Park City presses Obama administration for coal reform |

Park City presses Obama administration for coal reform


Park City has signed a letter alongside other mountain communities supporting federal reform that would impact the coal industry.

The group of 11 communities is known as The Mountain Pact and also includes eight communities in Colorado and Taos Ski Valley in New Mexico. The Colorado mountain resort communities of Aspen and Telluride are two of the signatories.

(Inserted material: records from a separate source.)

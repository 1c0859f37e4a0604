//! Per-venue hook implementations (spec §4.2). Each module supplies a `VenueHooks`
//! impl plus a constructor function; the shared driving logic lives in
//! `adapter::driver::VenueAdapter`.

pub mod binance;
pub mod coinbase;
pub mod cryptocom;
pub mod kraken;
pub mod okx;
pub mod tier2;

/// Known quote tokens used to reconstruct `BASE/QUOTE` from an unseparated
/// exchange symbol (spec §4.1: "Reverse mapping reconstructs `/` by recognizing
/// known quote tokens... when no separator is present").
const KNOWN_QUOTE_TOKENS: &[&str] = &["USDT", "USDC", "USD", "EUR", "BTC", "ETH"];

/// Builds a REST ticker URL by appending query parameters through `url::Url`
/// rather than hand-formatting a query string, so a symbol containing characters
/// that need percent-encoding (none of the venues' own symbols do today, but a
/// tier-2 REST basket entry might) is still a well-formed URL.
pub fn rest_url(base: &str, params: &[(&str, &str)]) -> String {
    let mut url = url::Url::parse(base).expect("venue REST base URLs are fixed, valid constants");
    {
        let mut query = url.query_pairs_mut();
        for (key, value) in params {
            query.append_pair(key, value);
        }
    }
    url.to_string()
}

/// Splits an unseparated symbol like `BTCUSDT` into `("BTC", "USDT")` by matching
/// the longest known quote token suffix.
pub fn split_known_quote(symbol: &str) -> Option<(String, String)> {
    let upper = symbol.to_uppercase();
    let mut matches: Vec<&&str> = KNOWN_QUOTE_TOKENS
        .iter()
        .filter(|q| upper.len() > q.len() && upper.ends_with(**q))
        .collect();
    matches.sort_by_key(|q| std::cmp::Reverse(q.len()));
    let quote = matches.first()?;
    let base = &upper[..upper.len() - quote.len()];
    if base.is_empty() {
        return None;
    }
    Some((base.to_string(), quote.to_string()))
}

#[cfg(test)]
mod tests {
    use super::*;
    use proptest::prelude::*;

    #[test]
    fn splits_usdt_quote() {
        assert_eq!(
            split_known_quote("BTCUSDT"),
            Some(("BTC".to_string(), "USDT".to_string()))
        );
    }

    #[test]
    fn prefers_longest_matching_quote() {
        // "ETHBTC" could match quote=BTC (base=ETH); there is no overlap with USDT/ETH here.
        assert_eq!(
            split_known_quote("ETHBTC"),
            Some(("ETH".to_string(), "BTC".to_string()))
        );
    }

    #[test]
    fn returns_none_for_unknown_quote() {
        assert_eq!(split_known_quote("XYZZY"), None);
    }

    #[test]
    fn rest_url_appends_query_params() {
        let url = rest_url("https://api.example.com/ticker", &[("symbol", "BTCUSDT")]);
        assert_eq!(url, "https://api.example.com/ticker?symbol=BTCUSDT");
    }

    #[test]
    fn rest_url_percent_encodes_special_characters() {
        let url = rest_url("https://api.example.com/ticker", &[("pair", "BTC/USD")]);
        assert_eq!(url, "https://api.example.com/ticker?pair=BTC%2FUSD");
    }

    proptest::proptest! {
        /// `mapFromExchange(mapToExchange(x)) == x` for every venue's canonical
        /// symbol space (spec §8 "Round-trips"), across a random base/quote pair.
        #[test]
        fn symbol_round_trips_for_every_venue(
            base in "[A-Z]{3,5}",
            quote_idx in 0usize..KNOWN_QUOTE_TOKENS.len(),
        ) {
            let quote = KNOWN_QUOTE_TOKENS[quote_idx];
            if base == quote {
                return Ok(());
            }
            let canonical = format!("{base}/{quote}");

            use crate::adapter::driver::VenueHooks;
            let hooks: Vec<Box<dyn VenueHooks>> = vec![
                Box::new(super::binance::BinanceHooks),
                Box::new(super::coinbase::CoinbaseHooks),
                Box::new(super::kraken::KrakenHooks),
                Box::new(super::okx::OkxHooks),
                Box::new(super::cryptocom::CryptocomHooks),
            ];
            for hook in hooks {
                let exchange_symbol = hook.map_to_exchange(&canonical);
                let back = hook.map_from_exchange(&exchange_symbol);
                prop_assert_eq!(back, Some(canonical.clone()));
            }
        }
    }
}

The two-page letter was scheduled to be sent to Interior Secretary Sally Jewell on Tuesday. It was also scheduled to be sent to other members of the Obama administration and 11 members of the House of Representatives or senators. Rob Bishop, the congressman whose district includes Park City and surrounding Summit County, was to receive the letter. Utah’s two senators — Orrin Hatch and Mike Lee — were also on the recipient list.

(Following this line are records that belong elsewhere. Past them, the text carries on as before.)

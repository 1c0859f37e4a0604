//! Optional Prometheus metrics surface (feature `metrics`), mirroring the
//! teacher's `AdapterMetrics` counters (`services/adapters/src/metrics.rs`), which
//! register a handful of `IntGauge`/`IntCounter` instruments against a shared
//! `prometheus::Registry` and render them as text on scrape. Generalized here to
//! the oracle's cache/registry/circuit-breaker counters (spec SPEC_FULL.md §F).
//!
//! These are pull-based gauges: rather than threading increment calls through
//! every call site that already tracks its own counters (`Cache`, `AdapterRegistry`,
//! `CircuitBreaker`), the gauges are refreshed from those existing counters at
//! scrape time, the same way the teacher's health-check binary computes its JSON
//! body from live state on each request rather than maintaining a parallel tally.

use std::sync::Arc;

use prometheus::{Encoder, IntGauge, IntGaugeVec, Opts, Registry, TextEncoder};

use crate::cache::Cache;
use crate::data_manager::DataManager;
use crate::registry::AdapterRegistry;

/// Registers and renders the oracle's Prometheus gauges. One instance per process;
/// constructed alongside the rest of [`crate::OraclePipeline`] in [`crate::build`].
pub struct OracleMetrics {
    registry: Registry,
    cache: Arc<Cache>,
    adapter_registry: Arc<AdapterRegistry>,
    data_manager: Arc<DataManager>,

    cache_hits: IntGauge,
    cache_misses: IntGauge,
    cache_entries: IntGauge,
    sources_total: IntGauge,
    sources_active: IntGauge,
    sources_by_health: IntGaugeVec,
    source_age_ms: IntGaugeVec,
    source_consecutive_failures: IntGaugeVec,
}

impl OracleMetrics {
    pub fn new(cache: Arc<Cache>, adapter_registry: Arc<AdapterRegistry>, data_manager: Arc<DataManager>) -> Self {
        let registry = Registry::new();

        let cache_hits = IntGauge::new("oracle_cache_hits_total", "Cache reads that landed within TTL").unwrap();
        let cache_misses = IntGauge::new("oracle_cache_misses_total", "Cache reads past TTL or absent").unwrap();
        let cache_entries = IntGauge::new("oracle_cache_entries", "Live cache entries").unwrap();
        let sources_total = IntGauge::new("oracle_sources_total", "Registered adapters").unwrap();
        let sources_active = IntGauge::new("oracle_sources_active", "Adapters marked active").unwrap();
        let sources_by_health = IntGaugeVec::new(
            Opts::new("oracle_sources_by_health", "Registered adapters by health status"),
            &["health"],
        )
        .unwrap();
        let source_age_ms = IntGaugeVec::new(
            Opts::new("oracle_source_data_age_ms", "Milliseconds since the adapter's last observation"),
            &["source"],
        )
        .unwrap();
        let source_consecutive_failures = IntGaugeVec::new(
            Opts::new("oracle_source_consecutive_failures", "Consecutive freshness-gate/error failures per source"),
            &["source"],
        )
        .unwrap();

        for metric in [&cache_hits, &cache_misses, &cache_entries, &sources_total, &sources_active] {
            registry.register(Box::new(metric.clone())).unwrap();
        }
        registry.register(Box::new(sources_by_health.clone())).unwrap();
        registry.register(Box::new(source_age_ms.clone())).unwrap();
        registry.register(Box::new(source_consecutive_failures.clone())).unwrap();

        Self {
            registry,
            cache,
            adapter_registry,
            data_manager,
            cache_hits,
            cache_misses,
            cache_entries,
            sources_total,
            sources_active,
            sources_by_health,
            source_age_ms,
            source_consecutive_failures,
        }
    }

    /// Refreshes every gauge from its live source of truth, then encodes the
    /// registry in Prometheus text exposition format.
    pub async fn render(&self) -> String {
        let cache_stats = self.cache.stats();
        self.cache_hits.set(cache_stats.hits as i64);
        self.cache_misses.set(cache_stats.misses as i64);
        self.cache_entries.set(self.cache.len() as i64);

        let registry_stats = self.adapter_registry.get_stats().await;
        self.sources_total.set(registry_stats.total as i64);
        self.sources_active.set(registry_stats.active as i64);
        for (health, count) in &registry_stats.by_health {
            self.sources_by_health.with_label_values(&[health]).set(*count as i64);
        }

        for report in self.data_manager.connection_health().await {
            self.source_age_ms.with_label_values(&[&report.name]).set(report.age_ms);
            self.source_consecutive_failures
                .with_label_values(&[&report.name])
                .set(report.consecutive_failures as i64);
        }

        let metric_families = self.registry.gather();
        let mut buffer = Vec::new();
        let encoder = TextEncoder::new();
        encoder.encode(&metric_families, &mut buffer).expect("prometheus encoding is infallible for gauge families");
        String::from_utf8(buffer).expect("prometheus TextEncoder always emits valid utf8")
    }
}

#[cfg(test)]
mod tests {
    use super::*;
    use crate::config::OracleConfig;
    use crate::AggregationEngine;

    #[tokio::test]
    async fn renders_prometheus_text_with_cache_counters() {
        let cache = Arc::new(Cache::new(1000));
        let adapter_registry = Arc::new(AdapterRegistry::new());
        let aggregation = Arc::new(AggregationEngine::new(OracleConfig::default(), cache.clone()));
        let (data_manager, _rx) = DataManager::new(OracleConfig::default(), adapter_registry.clone(), aggregation);
        let data_manager = Arc::new(data_manager);

        let feed = crate::types::FeedId::new(crate::types::Category::Crypto, "BTC/USDT").unwrap();
        cache.get(&feed, 0);

        let metrics = OracleMetrics::new(cache, adapter_registry, data_manager);
        let rendered = metrics.render().await;
        assert!(rendered.contains("oracle_cache_misses_total 1"));
        assert!(rendered.contains("oracle_sources_total 0"));
    }
}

City Hall staffers approved the municipal government’s participation in The Mountain Pact. The topic was not put before Mayor Jack Thomas and the Park City Council beforehand.

The Mountain Pact letter to the interior secretary says the communities "commend" federal efforts that would reform the value of coal that is leased on federal acreage.

"By eliminating subsidies and requiring coal companies to pay royalties on the true market price of coal, rather than on the hidden price at which it is sold to a middleman or a subsidiary, the government will collect a fair return for U.S. taxpayers and western states (an estimated $1 billion per year), and increase government transparency and efficiency," the letter says.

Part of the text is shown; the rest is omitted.